Efficient use of binned data for imputing univariate time series data. 有效利用二进制数据归因单变量时间序列数据。

IF 2.4 Q3 COMPUTER SCIENCE, INFORMATION SYSTEMS

Frontiers in Big Data

Pub Date : 2024-08-21 eCollection Date: 2024-01-01 DOI: 10.3389/fdata.2024.1422650

Jay Darji, Nupur Biswas, Vijay Padul, Jaya Gill, Santosh Kesari, Shashaanka Ashili

Time series data are recorded in various sectors, resulting in a large amount of data. However, the continuity of these data is often interrupted, resulting in periods of missing data. Several algorithms are used to impute the missing data, and the performance of these methods is widely varied. Apart from the choice of algorithm, the effective imputation depends on the nature of missing and available data. We conducted extensive studies using different types of time series data, specifically heart rate data and power consumption data. We generated the missing data for different time spans and imputed using different algorithms with binned data of different sizes. The performance was evaluated using the root mean square error (RMSE) metric. We observed a reduction in RMSE when using binned data compared to the entire dataset, particularly in the case of the expectation-maximization (EM) algorithm. We found that RMSE was reduced when using binned data for 1-, 5-, and 15-min missing data, with greater reduction observed for 15-min missing data. We also observed the effect of data fluctuation. We conclude that the usefulness of binned data depends precisely on the span of missing data, sampling frequency of the data, and fluctuation within data. Depending on the inherent characteristics, quality, and quantity of the missing and available data, binned data can impute a wide variety of data, including biological heart rate data derived from the Internet of Things (IoT) device smartwatch and non-biological data such as household power consumption data.

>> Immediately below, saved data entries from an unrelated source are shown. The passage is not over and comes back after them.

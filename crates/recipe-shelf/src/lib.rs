//! Shelves of ingredients, and the recipes that query them.
//!
//! A shelf file maps ingredient ids to field expressions. [`Shelf`] compiles
//! them against one table; [`Recipe`] picks ingredients from a shelf and
//! renders or executes the resulting SQL.

pub mod enchant;
pub mod error;
pub mod filters;
pub mod format;
pub mod ingredient;
pub mod parser;
pub mod recipe;
pub mod references;
pub mod shelf;
pub mod types;

pub use enchant::{Enchanter, anonymize_value};
pub use error::{IngredientError, RecipeError, Result};
pub use filters::{ALLOWED_OPERATORS, build_filter, parse_filter_key};
pub use format::FormatSpec;
pub use ingredient::{Ingredient, Role};
pub use parser::{load_shelf_file, parse_json, parse_toml, parse_yaml};
pub use recipe::{BrewedQuery, OrderBy, Recipe, RecipeResult, SelectColumn};
pub use shelf::Shelf;
pub use types::{
    IngredientKind, IngredientSpec, QuickSelect, ShelfDefinition, ShelfEntry, SortDirection,
};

时间序列数据记录在各个部门，从而产生了大量数据。然而，这些数据的连续性经常会中断，从而导致数据缺失。有几种算法可用于缺失数据的估算，这些方法的性能差别很大。除了算法的选择，有效的估算还取决于缺失数据和可用数据的性质。我们利用不同类型的时间序列数据，特别是心率数据和耗电量数据，进行了广泛的研究。我们生成了不同时间跨度的缺失数据，并使用不同的算法对不同大小的二进制数据进行了估算。使用均方根误差 (RMSE) 指标对性能进行评估。我们观察到，与整个数据集相比，使用二进制数据时 RMSE 有所降低，尤其是在期望最大化（EM）算法中。我们发现，在对 1、5 和 15 分钟的缺失数据使用二进制数据时，RMSE 都有所降低，其中 15 分钟缺失数据的 RMSE 降低幅度更大。我们还观察到了数据波动的影响。我们的结论是，二进制数据的实用性恰恰取决于缺失数据的跨度、数据的采样频率以及数据内部的波动。根据缺失数据和可用数据的固有特征、质量和数量，二进制数据可以替代多种数据，包括从物联网（IoT）设备智能手表中提取的生物心率数据和非生物数据，如家庭用电量数据。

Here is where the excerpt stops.